Tour of ‘Songs for Ritual and Remembrance’ with curator Emily Zimmerman

Friday, October 27, 2023

A video walkthrough of the exhibition Songs for Ritual and Remembrance which was on view June 17 – September 17, 2023.

Songs for Ritual and Remembrance brings together the work of four artists that uplift suppressed historical narratives, honor embodied forms of knowledge, and center community memory through ritual and storytelling. The exhibition will bring together the work of Adebunmi Gbadebo, Ken Lum, Guadalupe Maravilla, and a new commission by Mary Ann Peters. Spanning works on paper, sculpture, and installation each of the works meditate on a social fabric revealing the imbalances of power that condition cultural memory.
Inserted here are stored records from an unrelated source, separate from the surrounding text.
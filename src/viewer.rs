//! Standalone multi-viewport window backed by winit.
//!
//! ```no_run
//! # use prism::viewer::Viewer;
//! Viewer::builder()
//!     .with_model_path("assets/models/robot.glb")
//!     .build()
//!     .run()
//!     .unwrap();
//! ```

use std::{path::PathBuf, sync::Arc, time::Instant};

use winit::{
    application::ApplicationHandler,
    event::WindowEvent,
    event_loop::{ActiveEventLoop, ControlFlow, EventLoop},
    window::{Window, WindowId},
};

use crate::{
    camera::input::InputHandler,
    error::ViewerError,
    gpu::{GpuRenderer, RenderContext},
    loader::{AssetLoader, LoadRequest},
    options::Options,
    render::RenderManager,
};

// ── Builder ──────────────────────────────────────────────────────────────

/// Fluent builder for [`Viewer`].
pub struct ViewerBuilder {
    model_path: Option<PathBuf>,
    options: Options,
    title: String,
}

impl ViewerBuilder {
    /// Create a builder with default options and the title "Prism".
    fn new() -> Self {
        Self {
            model_path: None,
            options: Options::default(),
            title: "Prism".into(),
        }
    }

    /// Load this model instead of the one configured in
    /// `assets.model`. The path is used as given.
    #[must_use]
    pub fn with_model_path(mut self, path: impl Into<PathBuf>) -> Self {
        self.model_path = Some(path.into());
        self
    }

    /// Override the default options.
    #[must_use]
    pub fn with_options(mut self, options: Options) -> Self {
        self.options = options;
        self
    }

    /// Set the window title.
    #[must_use]
    pub fn with_title(mut self, title: impl Into<String>) -> Self {
        self.title = title.into();
        self
    }

    /// Consume the builder and produce a [`Viewer`].
    #[must_use]
    pub fn build(self) -> Viewer {
        Viewer {
            model_path: self.model_path,
            options: self.options,
            title: self.title,
        }
    }
}

// ── Viewer ───────────────────────────────────────────────────────────────

/// A window showing one model in every configured view.
///
/// Construct via [`Viewer::builder`], then call [`run`](Self::run) to
/// enter the event loop.
pub struct Viewer {
    model_path: Option<PathBuf>,
    options: Options,
    title: String,
}

impl Viewer {
    /// Start a new builder.
    #[must_use]
    pub fn builder() -> ViewerBuilder {
        ViewerBuilder::new()
    }

    /// The asset load this viewer will start once its window exists.
    #[must_use]
    pub fn load_request(&self) -> LoadRequest {
        LoadRequest {
            model_path: self
                .model_path
                .clone()
                .unwrap_or_else(|| self.options.assets.model_path()),
            environment_path: self.options.assets.environment_path(),
            materials: self.options.materials.clone(),
        }
    }

    /// Open the window and run the event loop. Blocks until the window is
    /// closed.
    ///
    /// # Errors
    ///
    /// Returns [`ViewerError::InvalidOptions`] for an unusable view list,
    /// [`ViewerError::Viewer`] if the event loop fails, or the error that
    /// stopped window/GPU initialization.
    pub fn run(self) -> Result<(), ViewerError> {
        self.options.validate()?;
        let event_loop =
            EventLoop::new().map_err(|e| ViewerError::Viewer(e.to_string()))?;
        event_loop.set_control_flow(ControlFlow::Poll);

        let mut app = ViewerApp {
            window: None,
            manager: None,
            loader: None,
            input: InputHandler::new(),
            last_frame_time: Instant::now(),
            request: self.load_request(),
            options: self.options,
            title: self.title,
            failure: None,
        };

        event_loop
            .run_app(&mut app)
            .map_err(|e| ViewerError::Viewer(e.to_string()))?;
        app.failure.map_or(Ok(()), Err)
    }
}

// ── Winit app ────────────────────────────────────────────────────────────

/// Internal winit application handler.
struct ViewerApp {
    window: Option<Arc<Window>>,
    manager: Option<RenderManager<GpuRenderer>>,
    loader: Option<AssetLoader>,
    input: InputHandler,
    last_frame_time: Instant,
    request: LoadRequest,
    options: Options,
    title: String,
    /// Initialization error reported from [`Viewer::run`].
    failure: Option<ViewerError>,
}

/// Surface size for a window, never zero.
fn surface_size(inner: winit::dpi::PhysicalSize<u32>) -> (u32, u32) {
    (inner.width.max(1), inner.height.max(1))
}

impl ViewerApp {
    fn fail(&mut self, event_loop: &ActiveEventLoop, error: ViewerError) {
        log::error!("{error}");
        self.failure = Some(error);
        event_loop.exit();
    }

    /// Hand a finished asset load to the viewports.
    fn poll_loader(&mut self) {
        let Some(assets) = self.loader.as_mut().and_then(AssetLoader::try_recv) else {
            return;
        };
        self.loader = None;
        let Some(manager) = &mut self.manager else {
            return;
        };
        match &assets.model {
            Ok(loaded) => log::info!(
                "loaded {} meshes, {} materials",
                loaded.model.meshes().len(),
                loaded.model.materials().len()
            ),
            Err(e) => log::error!("{}: {e}", self.request.model_path.display()),
        }
        if assets.environment.is_some() {
            log::info!("environment applied to realistic views");
        }
        match manager.apply_assets(&assets, &self.options) {
            Some(planes) => log::info!(
                "clip planes fitted: near {:.4}, far {:.4}",
                planes.near,
                planes.far
            ),
            None if assets.model.is_ok() => {
                log::warn!("model bounds are degenerate; clip planes unchanged");
            }
            None => {}
        }
    }

    fn resize_to_window(&mut self) {
        let (Some(window), Some(manager)) = (&self.window, &mut self.manager) else {
            return;
        };
        let (width, height) = surface_size(window.inner_size());
        let _ = manager.handle_resize(width, height);
    }
}

impl ApplicationHandler for ViewerApp {
    fn resumed(&mut self, event_loop: &ActiveEventLoop) {
        if self.window.is_some() {
            return;
        }

        let monitor = event_loop
            .primary_monitor()
            .or_else(|| event_loop.available_monitors().next());
        let attrs = if let Some(mon) = &monitor {
            let mon_size = mon.size();
            let scale = mon.scale_factor();
            let logical_w = (mon_size.width as f64 / scale * 0.75) as u32;
            let logical_h = (mon_size.height as f64 / scale * 0.75) as u32;
            Window::default_attributes()
                .with_title(&self.title)
                .with_inner_size(winit::dpi::LogicalSize::new(
                    logical_w, logical_h,
                ))
        } else {
            Window::default_attributes().with_title(&self.title)
        };

        let window = match event_loop.create_window(attrs) {
            Ok(w) => Arc::new(w),
            Err(e) => {
                self.fail(event_loop, ViewerError::Viewer(format!("failed to create window: {e}")));
                return;
            }
        };

        let (width, height) = surface_size(window.inner_size());
        let context = match pollster::block_on(RenderContext::new(
            window.clone(),
            (width, height),
        )) {
            Ok(context) => context,
            Err(e) => {
                self.fail(event_loop, e.into());
                return;
            }
        };

        let manager = match GpuRenderer::new(context)
            .and_then(|renderer| RenderManager::from_options(renderer, &self.options))
        {
            Ok(manager) => manager,
            Err(e) => {
                self.fail(event_loop, e);
                return;
            }
        };

        log::info!("loading {}", self.request.model_path.display());
        match AssetLoader::spawn(self.request.clone()) {
            Ok(loader) => self.loader = Some(loader),
            // Keep the window open with empty viewports.
            Err(e) => log::error!("{e}"),
        }

        window.request_redraw();
        self.window = Some(window);
        self.manager = Some(manager);
        self.resize_to_window();
    }

    fn window_event(
        &mut self,
        event_loop: &ActiveEventLoop,
        _id: WindowId,
        event: WindowEvent,
    ) {
        if matches!(event, WindowEvent::CloseRequested) {
            if let Some(loader) = &mut self.loader {
                loader.cancel();
            }
            event_loop.exit();
            return;
        }

        // Guard: both window and manager must be initialised.
        if self.window.is_none() || self.manager.is_none() {
            return;
        }

        match event {
            WindowEvent::Resized(_) | WindowEvent::ScaleFactorChanged { .. } => {
                self.resize_to_window();
            }

            WindowEvent::RedrawRequested => {
                self.poll_loader();

                let now = Instant::now();
                let dt = now.duration_since(self.last_frame_time).as_secs_f32();
                self.last_frame_time = now;

                if let Some(manager) = &mut self.manager {
                    match manager.animate(dt) {
                        Ok(()) => {}
                        Err(
                            wgpu::SurfaceError::Outdated
                            | wgpu::SurfaceError::Lost,
                        ) => manager.renderer_mut().recover_surface(),
                        Err(e) => {
                            log::error!("render error: {e:?}");
                        }
                    }
                }
                if let Some(w) = &self.window {
                    w.request_redraw();
                }
            }

            WindowEvent::MouseInput { .. }
            | WindowEvent::CursorMoved { .. }
            | WindowEvent::MouseWheel { .. }
            | WindowEvent::CursorLeft { .. }
            | WindowEvent::ModifiersChanged(_) => {
                let Some(primary) = self.manager.as_mut().and_then(RenderManager::primary_mut) else {
                    return;
                };
                let consumed = self.input.handle_event(
                    &mut primary.controller,
                    &primary.camera,
                    primary.rect.height,
                    &event,
                );
                if consumed {
                    if let Some(w) = &self.window {
                        w.request_redraw();
                    }
                }
            }

            _ => (),
        }
    }
}

#[cfg(test)]
mod tests {
    use super::*;

    #[test]
    fn cli_model_path_overrides_configured_one() {
        let viewer = Viewer::builder().with_model_path("robot.glb").build();
        let request = viewer.load_request();
        assert_eq!(request.model_path, PathBuf::from("robot.glb"));
        assert_eq!(
            request.environment_path,
            Options::default().assets.environment_path()
        );
    }

    #[test]
    fn configured_model_path_resolves_against_base_dir() {
        let mut options = Options::default();
        options.assets.base_dir = PathBuf::from("data");
        options.assets.model = PathBuf::from("ship.gltf");
        options.assets.environment = None;
        let request = Viewer::builder().with_options(options).build().load_request();
        assert_eq!(request.model_path, PathBuf::from("data/ship.gltf"));
        assert!(request.environment_path.is_none());
    }
}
Gbadebo’s work engages with the histories held in materials, specifically those of her enslaved ancestors at the True Blue plantation in Fort Motte, South Carolina.  In her paper pieces, Gbadebo uses indigo and rice, both of which were produced at True Blue, as well as Black human hair, which itself carries a history through time and DNA. Gbadebo’s ceramic vessels are crafted from clay made from the soil on which her ancestors once labored. “The making of the work has been a practice of healing and a practice of care for their memories and what remains of their physical bodies—it’s in the soil,” Gbadebo says. Lum, the University of Pennsylvania’s Marilyn Jordan Taylor Presidential Professor and Chair of Fine Arts, is known for his conceptual and representational art. Songs for Ritual and Remembrance includes a letterpress print from his Necrology series, which creates nuanced portraits of fictionalized characters based on fragments of real 19th-century obituaries. Lum’s work imagines the life of a textile worker—using historic fonts and typesetting inspired by an actual obituary of Abraham Lincoln—and illuminates social structures that continue to condition society today.

Songs for Ritual and Remembrance is curated by Emily Zimmerman, Assistant Director/Curator of the Arthur Ross Gallery.